Kinetic and Thermodynamic Approaches for the Efficient Formation of Mechanical Bonds

Abstract

Among the growing collection of molecular systems under consideration for nanoscale device applications, mechanically interlocked compounds derived from electrochemically switchable bistable [2]rotaxanes and [2]catenanes show great promise. These systems demonstrate dynamic, relative movements between their components, such as shuttling and circumrotation, enabling them to serve as stimuli-responsive switches operated via reversible, electrochemical oxidation-reduction rather than through the addition of chemical reagents. Investigations into these systems have been intense for a number of years, yet limitations associated with their synthesis have hindered incorporation of their mechanical bonds into more complex architectures and functional materials. We have recently addressed this challenge by developing new template-directed synthetic protocols, operating under both kinetic and thermodynamic control, for the preparation of bistable rotaxanes and catenanes.
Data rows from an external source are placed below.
//! CLI commands for the hedge simulator.

pub mod add_leg;
pub mod clear;
pub mod remove_leg;
pub mod set_hedge_ratio;
pub mod set_holding;
pub mod show;
pub mod simulate;

pub use add_leg::{run_add_leg, AddLegArgs};
pub use clear::{run_clear, ClearArgs};
pub use remove_leg::{run_remove_leg, RemoveLegArgs};
pub use set_hedge_ratio::{run_set_hedge_ratio, SetHedgeRatioArgs};
pub use set_holding::{run_set_holding, SetHoldingArgs};
pub use show::{run_show, ShowArgs};
pub use simulate::{run_simulate, SimulateArgs};

use anyhow::Result;
use hedge_sim_core::{AppConfig, PositionStore};
use hedge_sim_data::SnapshotFile;

/// Opens the snapshot file and restores the stored position, or starts a
/// fresh store when nothing is saved yet.
pub(crate) fn open_store(config: &AppConfig) -> Result<(SnapshotFile, PositionStore)> {
    let file = SnapshotFile::new(config.positions_file.clone());
    let store = match file.load()? {
        Some(snapshot) => {
            tracing::debug!(path = %file.path().display(), "restored stored position");
            PositionStore::restore(snapshot)
        }
        None => PositionStore::new(config.market.default_hedge_ratio),
    };
    Ok((file, store))
}

/// Persists the store back to its snapshot file.
pub(crate) fn save_store(file: &SnapshotFile, store: &PositionStore) -> Result<()> {
    file.save(&store.snapshot())?;
    Ok(())
}
//! Delete all stored position state.

use anyhow::Result;
use clap::Args;
use hedge_sim_core::AppConfig;
use hedge_sim_data::SnapshotFile;

/// Arguments for the clear command.
#[derive(Args, Debug, Clone)]
pub struct ClearArgs {
    /// Confirm the deletion
    #[arg(long)]
    pub yes: bool,
}

/// Runs the clear command.
///
/// # Errors
/// Returns an error when the snapshot file cannot be removed.
pub fn run_clear(args: ClearArgs, config: &AppConfig) -> Result<()> {
    let file = SnapshotFile::new(config.positions_file.clone());

    if !file.exists() {
        println!("Nothing stored at {}", file.path().display());
        return Ok(());
    }
    if !args.yes {
        println!(
            "This deletes {} - re-run with --yes to confirm",
            file.path().display()
        );
        return Ok(());
    }

    file.clear()?;
    println!("Cleared {}", file.path().display());
    Ok(())
}
//! Settlement price sweep generation.
//!
//! A grid is a symmetric sweep of hypothetical settlement prices around a
//! center price. The boundary rule is an explicit contract: both endpoints
//! `center - range` and `center + range` are always included. Decimal
//! arithmetic is exact, so no floating-point epsilon is involved; when the
//! step does not divide `2 * range` evenly, the upper bound is appended as a
//! final point that sits closer to its predecessor than `step`.

use rust_decimal::Decimal;
use serde::{Deserialize, Serialize};
use thiserror::Error;

/// Errors rejecting invalid sweep parameters.
#[derive(Error, Debug, Clone, PartialEq, Eq)]
pub enum GridError {
    #[error("center price must be positive, got {0}")]
    NonPositiveCenter(Decimal),

    #[error("range must be positive, got {0}")]
    NonPositiveRange(Decimal),

    #[error("step must be positive, got {0}")]
    NonPositiveStep(Decimal),
}

/// A symmetric settlement-price sweep.
#[derive(Debug, Clone, Copy, PartialEq, Serialize, Deserialize)]
pub struct PriceGrid {
    center: Decimal,
    range: Decimal,
    step: Decimal,
}

impl PriceGrid {
    /// Creates a validated grid.
    ///
    /// # Errors
    /// Returns `GridError` when any parameter is zero or negative.
    pub fn new(center: Decimal, range: Decimal, step: Decimal) -> Result<Self, GridError> {
        if center <= Decimal::ZERO {
            return Err(GridError::NonPositiveCenter(center));
        }
        if range <= Decimal::ZERO {
            return Err(GridError::NonPositiveRange(range));
        }
        if step <= Decimal::ZERO {
            return Err(GridError::NonPositiveStep(step));
        }
        Ok(Self {
            center,
            range,
            step,
        })
    }

    #[must_use]
    pub const fn center(&self) -> Decimal {
        self.center
    }

    #[must_use]
    pub fn lower_bound(&self) -> Decimal {
        self.center - self.range
    }

    #[must_use]
    pub fn upper_bound(&self) -> Decimal {
        self.center + self.range
    }

    /// Generates the ordered sweep.
    ///
    /// Points start at `center - range` and advance by `step` while they are
    /// `<=` `center + range`. The upper bound is always the final point:
    /// when stepping lands on it exactly the sequence is evenly spaced
    /// throughout, otherwise it is appended and the last interval is shorter
    /// than `step`. The result is strictly increasing.
    #[must_use]
    pub fn points(&self) -> Vec<Decimal> {
        let upper = self.upper_bound();
        let mut points = Vec::new();
        let mut price = self.lower_bound();
        while price <= upper {
            points.push(price);
            price += self.step;
        }
        if points.last().is_some_and(|last| *last < upper) {
            points.push(upper);
        }
        points
    }
}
These methodologies are compatible with the molecular recognition between the pi-electron-accepting cyclobis(paraquat-p-phenylene) (CBPQT(4+)) host and complementary pi-electron-donating guests. The procedures that operate under kinetic control rely on mild chemical transformations to attach bulky stoppering groups or perform macrocyclizations without disrupting the host-guest binding of the rotaxane or catenane precursors. Alternatively, the protocols that operate under thermodynamic control utilize a reversible ring-opening reaction of the CBPQT(4+) ring, providing a pathway for two cyclic starting materials to thread one another to form more thermodynamically stable catenaned products. These complementary pathways generate bistable rotaxanes and catenanes in high yields, simplify mechanical bond formation in these systems, and eliminate the requirement that the mechanical bonds be introduced into the molecular structure in the final step of the synthesis. These new methods have already been put into practice to prepare previously unavailable rotaxane architectures and novel complex materials. Furthermore, the potential for utilizing mechanically interlocked architectures as device components capable of information storage, the delivery of therapeutic agents, or other desirable functions has increased significantly as a result of the development of these improved synthetic protocols.